*** PROVIDED MATERIAL ***

//! Windowed sequence tracker for delivery verification.
//!
//! The publisher stamps each message with a sequence number counting up from
//! zero. One tracker per topic reconciles the received stream against that
//! ground truth and classifies every anomaly as loss, duplication, or
//! out-of-order delivery. A bounded reordering window lets the tracker bridge
//! transient reorderings without reporting them as errors.

use std::collections::BTreeSet;

use crate::metrics::counters::Counter;

/// Maximum number of sequence numbers parked ahead of the frontier. Bounds
/// memory and bounds how far a reordering can stretch before the skipped
/// slots are written off as lost.
pub const MAX_TRACK_OUT_OF_ORDER: usize = 1000;

/// Per-topic sequence classifier.
///
/// `expected_number` is the highest sequence number confirmed in order (the
/// frontier). Numbers arriving ahead of the frontier are parked in `pending`
/// until the gap fills, the window overflows, or [`close`](Self::close) runs.
///
/// Classification of an incoming number `n`:
/// - `n < expected_number`: out-of-seq. The slot was already confirmed or
///   written off as lost, so this is a late straggler.
/// - `n == expected_number` or `n` already pending: duplicate.
/// - `n == expected_number + 1`: the frontier advances, then keeps advancing
///   through any consecutive pending numbers.
/// - `n > expected_number + 1`: parked in the window. If the window exceeds
///   [`MAX_TRACK_OUT_OF_ORDER`], the slots below the lowest pending number
///   are counted as lost and the frontier jumps forward.
///
/// A reordering the window resolves counts as nothing at all. Not
/// thread-safe; the owning consumer must serialize calls.
#[derive(Debug)]
pub struct ReceivedMessageSequenceTracker {
    expected_number: i64,
    pending: BTreeSet<i64>,
    target: Option<i64>,
    out_of_seq_counter: Counter,
    duplicate_counter: Counter,
    loss_counter: Counter,
}

impl ReceivedMessageSequenceTracker {
    pub fn new(out_of_seq: Counter, duplicate: Counter, loss: Counter) -> Self {
        Self {
            expected_number: -1,
            pending: BTreeSet::new(),
            target: None,
            out_of_seq_counter: out_of_seq,
            duplicate_counter: duplicate,
            loss_counter: loss,
        }
    }

    /// Feed one observed sequence number.
    pub fn sequence_number_received(&mut self, number: i64) {
        if self.expected_number == -1 {
            // First observation sets the baseline; the stream may start anywhere.
            self.expected_number = number - 1;
        }
        if number < self.expected_number {
            self.out_of_seq_counter.inc(1);
            return;
        }
        if number == self.expected_number {
            self.duplicate_counter.inc(1);
            return;
        }
        if number == self.expected_number + 1 {
            self.expected_number = number;
            self.drain_consecutive_pending();
            return;
        }
        if !self.pending.insert(number) {
            self.duplicate_counter.inc(1);
            return;
        }
        while self.pending.len() > MAX_TRACK_OUT_OF_ORDER {
            self.flush_lowest_pending();
        }
    }

    /// Record the advisory maximum sequence number the producer intends to
    /// send. At close, slots between the final frontier and this target are
    /// counted as lost; without it a lost tail is undetectable.
    pub fn target_sequence_number(&mut self, number: i64) {
        match self.target {
            Some(t) if t >= number => {}
            _ => self.target = Some(number),
        }
    }

    /// True once the frontier has confirmed the advisory target.
    pub fn reached_target(&self) -> bool {
        self.target.map_or(false, |t| self.expected_number >= t)
    }

    /// Finalize the tracker: every gap still open in the pending window is a
    /// definite loss, as is any tail missing up to the advisory target.
    /// Calling close on an already-closed tracker is a no-op.
    pub fn close(&mut self) {
        if let Some(&highest) = self.pending.iter().next_back() {
            let missing = (highest - self.expected_number) - self.pending.len() as i64;
            if missing > 0 {
                self.loss_counter.inc(missing as u64);
            }
            self.expected_number = highest;
            self.pending.clear();
        }
        if let Some(target) = self.target {
            if target > self.expected_number {
                self.loss_counter.inc((target - self.expected_number) as u64);
                self.expected_number = target;
            }
        }
    }

    /// Highest sequence number confirmed in order, -1 before the first
    /// observation.
    #[inline]
    pub fn frontier(&self) -> i64 {
        self.expected_number
    }

    /// Number of sequence numbers currently parked ahead of the frontier.
    #[inline]
    pub fn pending_len(&self) -> usize {
        self.pending.len()
    }

    fn drain_consecutive_pending(&mut self) {
        while self.pending.remove(&(self.expected_number + 1)) {
            self.expected_number += 1;
        }
    }

    fn flush_lowest_pending(&mut self) {
        if let Some(lowest) = self.pending.pop_first() {
            self.loss_counter
                .inc((lowest - (self.expected_number + 1)) as u64);
            self.expected_number = lowest;
            self.drain_consecutive_pending();
        }
    }
}

#[cfg(test)]
mod tests {
    use super::*;
    use crate::metrics::counters::SequenceErrorCounters;

    fn tracker_with_counters() -> (ReceivedMessageSequenceTracker, SequenceErrorCounters) {
        let counters = SequenceErrorCounters::new();
        let tracker = ReceivedMessageSequenceTracker::new(
            counters.out_of_seq.clone(),
            counters.duplicate.clone(),
            counters.loss.clone(),
        );
        (tracker, counters)
    }

    #[test]
    fn counters_stay_zero_without_gaps() {
        let (mut tracker, counters) = tracker_with_counters();
        for n in 0..100 {
            tracker.sequence_number_received(n);
        }
        tracker.close();
        assert_eq!(counters.out_of_seq.count(), 0);
        assert_eq!(counters.duplicate.count(), 0);
        assert_eq!(counters.loss.count(), 0);
    }

    #[test]
    fn detects_lost_messages() {
        for total in [10i64, 11, 19, 20, 21, 100] {
            let (mut tracker, counters) = tracker_with_counters();
            let mut lost = 0;
            for n in 0..total {
                if n % 2 == 1 {
                    lost += 1;
                    continue;
                }
                tracker.sequence_number_received(n);
            }
            if total % 2 == 0 {
                tracker.sequence_number_received(total);
            }
            tracker.close();
            assert_eq!(counters.out_of_seq.count(), 0);
            assert_eq!(counters.duplicate.count(), 0);
            assert_eq!(counters.loss.count(), lost, "total={total}");
        }
    }

    #[test]
    fn detects_duplicated_messages() {
        for total in [10i64, 11, 19, 20, 21, 100] {
            let (mut tracker, counters) = tracker_with_counters();
            let mut duplicated = 0;
            for n in 0..total {
                if n % 2 == 1 {
                    duplicated += 1;
                    tracker.sequence_number_received(n);
                }
                tracker.sequence_number_received(n);
            }
            if total % 2 == 0 {
                tracker.sequence_number_received(total);
            }
            tracker.close();
            assert_eq!(counters.out_of_seq.count(), 0);
            assert_eq!(counters.duplicate.count(), duplicated, "total={total}");
            assert_eq!(counters.loss.count(), 0);
        }
    }

    #[test]
    fn window_resolves_single_swap() {
        let (mut tracker, counters) = tracker_with_counters();
        for n in 0..=10 {
            tracker.sequence_number_received(n);
        }
        tracker.sequence_number_received(12);
        tracker.sequence_number_received(11);
        for n in 13..100 {
            tracker.sequence_number_received(n);
        }
        tracker.close();
        assert_eq!(counters.out_of_seq.count(), 0);
        assert_eq!(counters.duplicate.count(), 0);
        assert_eq!(counters.loss.count(), 0);
    }

    #[test]
    fn window_resolves_wider_reordering() {
        let (mut tracker, counters) = tracker_with_counters();
        for n in 0..=10 {
            tracker.sequence_number_received(n);
        }
        for n in [14, 13, 11, 12] {
            tracker.sequence_number_received(n);
        }
        for n in 15..100 {
            tracker.sequence_number_received(n);
        }
        tracker.close();
        assert_eq!(counters.out_of_seq.count(), 0);
        assert_eq!(counters.duplicate.count(), 0);
        assert_eq!(counters.loss.count(), 0);
    }

    #[test]
    fn window_overflow_declares_skipped_slot_lost() {
        let (mut tracker, counters) = tracker_with_counters();
        tracker.sequence_number_received(0);
        // Skip 1, then fill the window one past its capacity.
        for n in 2..=(2 + MAX_TRACK_OUT_OF_ORDER as i64) {
            tracker.sequence_number_received(n);
        }
        assert_eq!(counters.loss.count(), 1);
        assert_eq!(tracker.pending_len(), 0);
        tracker.close();
        assert_eq!(counters.out_of_seq.count(), 0);
        assert_eq!(counters.duplicate.count(), 0);
        assert_eq!(counters.loss.count(), 1);
    }

    #[test]
    fn straggler_after_overflow_counts_out_of_seq() {
        let (mut tracker, counters) = tracker_with_counters();
        tracker.sequence_number_received(0);
        for n in 2..=(2 + MAX_TRACK_OUT_OF_ORDER as i64) {
            tracker.sequence_number_received(n);
        }
        assert_eq!(counters.loss.count(), 1);
        // Slot 1 was written off; its late arrival is out-of-seq, not duplicate.
        tracker.sequence_number_received(1);
        tracker.close();
        assert_eq!(counters.out_of_seq.count(), 1);
        assert_eq!(counters.duplicate.count(), 0);
        assert_eq!(counters.loss.count(), 1);
    }

    #[test]
    fn repeated_number_counts_once_per_repeat() {
        let (mut tracker, counters) = tracker_with_counters();
        tracker.sequence_number_received(0);
        for _ in 0..5 {
            tracker.sequence_number_received(0);
        }
        tracker.sequence_number_received(2);
        tracker.sequence_number_received(2);
        tracker.close();
        assert_eq!(counters.duplicate.count(), 6);
        assert_eq!(counters.loss.count(), 1);
    }

    #[test]
    fn baseline_starts_at_first_observation() {
        let (mut tracker, counters) = tracker_with_counters();
        for n in 5..20 {
            tracker.sequence_number_received(n);
        }
        tracker.close();
        assert_eq!(tracker.frontier(), 19);
        assert!(counters.is_clean());
    }

    #[test]
    fn close_flushes_open_gaps() {
        let (mut tracker, counters) = tracker_with_counters();
        for n in [0, 1, 2, 5, 9] {
            tracker.sequence_number_received(n);
        }
        tracker.close();
        // 3, 4, 6, 7, 8 never arrived.
        assert_eq!(counters.loss.count(), 5);
        assert_eq!(tracker.frontier(), 9);
        assert_eq!(tracker.pending_len(), 0);
    }

    #[test]
    fn close_is_idempotent() {
        let (mut tracker, counters) = tracker_with_counters();
        for n in [0, 1, 4] {
            tracker.sequence_number_received(n);
        }
        tracker.close();
        let after_first = (
            counters.out_of_seq.count(),
            counters.duplicate.count(),
            counters.loss.count(),
        );
        tracker.close();
        let after_second = (
            counters.out_of_seq.count(),
            counters.duplicate.count(),
            counters.loss.count(),
        );
        assert_eq!(after_first, after_second);
        assert_eq!(after_first.2, 2);
    }

    #[test]
    fn close_flushes_tail_up_to_target() {
        let (mut tracker, counters) = tracker_with_counters();
        tracker.target_sequence_number(9);
        for n in 0..7 {
            tracker.sequence_number_received(n);
        }
        assert!(!tracker.reached_target());
        tracker.close();
        // 7, 8, 9 were never received.
        assert_eq!(counters.loss.count(), 3);
        assert_eq!(tracker.frontier(), 9);
    }

    #[test]
    fn target_reached_disables_tail_loss() {
        let (mut tracker, counters) = tracker_with_counters();
        tracker.target_sequence_number(9);
        for n in 0..10 {
            tracker.sequence_number_received(n);
        }
        assert!(tracker.reached_target());
        tracker.close();
        assert!(counters.is_clean());
    }

    #[test]
    fn empty_stream_with_target_is_all_loss() {
        let (mut tracker, counters) = tracker_with_counters();
        tracker.target_sequence_number(99);
        tracker.close();
        assert_eq!(counters.loss.count(), 100);
    }
}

*** End of PROVIDED MATERIAL ***

EXERCISE INSTRUCTIONS:
Copy out word for word each line of the listing, from the very first line down to the line containing "the tracker bridge", and stop after that line.

RESPONSE AREA:
//! Windowed sequence tracker for delivery verification.
//!
//! The publisher stamps each message with a sequence number counting up from
//! zero. One tracker per topic reconciles the received stream against that
//! ground truth and classifies every anomaly as loss, duplication, or
//! out-of-order delivery. A bounded reordering window lets the tracker bridge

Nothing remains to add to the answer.